Verification of C. thermocellum electrotransformation with pIBglA
The transformation of C. thermocellum with pIBglA was completed and selection was based on a combined resistance to appropriate concentrations of ampicillin and lincomycin in semi-solid agar. Electrocompetent C. thercmocellum cells were transformed at a rate of 5.17 ± 3 transformants ml-1 of C. thermocellum media agar supplemented with appropriate concentrations of ampicillin and lincomycin. Thus, strain C. thermocellum+MCbglA (+MCbglA) was created. No spontaneous ampicillin-lincomycin resistant C. thermocellum cells were detected after 6 d incubation. PCR was performed with primers designed for the ampicillin gene using total DNA from the ampicillin-lincomycin resistant clones as a template. As shown in Figure 1, the presence of the ampicillin gene resulted in a ~530 bp product (lane 2), confirmed by pIBglA plasmid DNA as a positive control (lane 3) and negative control (WT total DNA) (lane 4).
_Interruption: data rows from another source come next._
// ABOUTME: GET/POST /api/users/me/sandboxes, DELETE /api/users/me/sandboxes/{id}
// ABOUTME: all three route through broker_tools::dispatch, the same chokepoint the MCP transport uses

use axum::extract::{Path, State};
use broker_core::BrokerError;
use broker_tools::types::{
    CreateSandboxRequest, CreateSandboxResponse, DeleteSandboxRequest, DeleteSandboxResponse,
    ListSandboxesResponse,
};
use serde::{Deserialize, Serialize};
use serde_json::{json, Value};

use crate::{auth::CurrentUser, response::ApiResponse, state::AppState};

#[derive(Deserialize, Default)]
pub struct CreateSandboxBody {
    pub name: Option<String>,
}

#[derive(Serialize)]
pub struct SandboxCreatedResponse {
    pub id: String,
    pub name: Option<String>,
    pub created_at: chrono::DateTime<chrono::Utc>,
}

pub async fn create_sandbox(
    State(state): State<AppState>,
    CurrentUser(user): CurrentUser,
    body: Option<axum::Json<CreateSandboxBody>>,
) -> Result<ApiResponse<SandboxCreatedResponse>, BrokerError> {
    let name = body.and_then(|b| b.0.name);

    let created: CreateSandboxResponse = dispatch_as(
        "create_sandbox",
        json!(CreateSandboxRequest { name: name.clone() }),
        &user.id,
        &state,
    )
    .await?;

    let listed: ListSandboxesResponse =
        dispatch_as("list_sandboxes", Value::Null, &user.id, &state).await?;
    let summary = listed
        .sandboxes
        .into_iter()
        .find(|s| s.id == created.id)
        .ok_or_else(|| BrokerError::not_found("sandbox"))?;

    Ok(ApiResponse::new(SandboxCreatedResponse {
        id: summary.id,
        name: Some(summary.name),
        created_at: summary.created_at,
    }))
}

pub async fn list_sandboxes(
    State(state): State<AppState>,
    CurrentUser(user): CurrentUser,
) -> Result<ApiResponse<ListSandboxesResponse>, BrokerError> {
    let listed: ListSandboxesResponse =
        dispatch_as("list_sandboxes", Value::Null, &user.id, &state).await?;
    Ok(ApiResponse::new(listed))
}

pub async fn delete_sandbox(
    State(state): State<AppState>,
    CurrentUser(user): CurrentUser,
    Path(id): Path<String>,
) -> Result<ApiResponse<DeleteSandboxResponse>, BrokerError> {
    let deleted: DeleteSandboxResponse = dispatch_as(
        "delete_sandbox",
        json!(DeleteSandboxRequest { id }),
        &user.id,
        &state,
    )
    .await?;
    Ok(ApiResponse::new(deleted))
}

async fn dispatch_as<T: serde::de::DeserializeOwned>(
    tool_name: &str,
    arguments: Value,
    user_id: &str,
    state: &AppState,
) -> Result<T, BrokerError> {
    let value = broker_tools::dispatch(tool_name, arguments, user_id, &state.coordinator).await?;
    serde_json::from_value(value).map_err(|e| BrokerError::internal(e))
}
Figure 1. PCR amplification for conformation of ampicillin fragment (~500bp). Lanes: 1. 1kb ladder, 2. +MCbglA total DNA, 3. plasmid pIbglA DNA (positive control), 4. WT total DNA (negative control).
β-glucosidase activity of wild-type C. thermocellum and C. thermocellum+MCbglA
The β-glucosidase activity, was evaluated for WT- and +MCbglA- C. thermocellum and was found to be an average 1.9-fold greater in +MCbglA directly correlating with an increase in expression of β-glucosidase from plasmid pIBglA. As seen in Figure 2, the β-glucosidase activity increased during late log and stationary phases of growth for +MCbglA and were found to be 2.3- and 1.6-fold greater than WT with a statistical significance of p < 0.05 (Student’s t-test). However, biological and technical replicates revealed there was no significant difference in β-glucosidase activity during early log phases of growth for WT and +MCbglA.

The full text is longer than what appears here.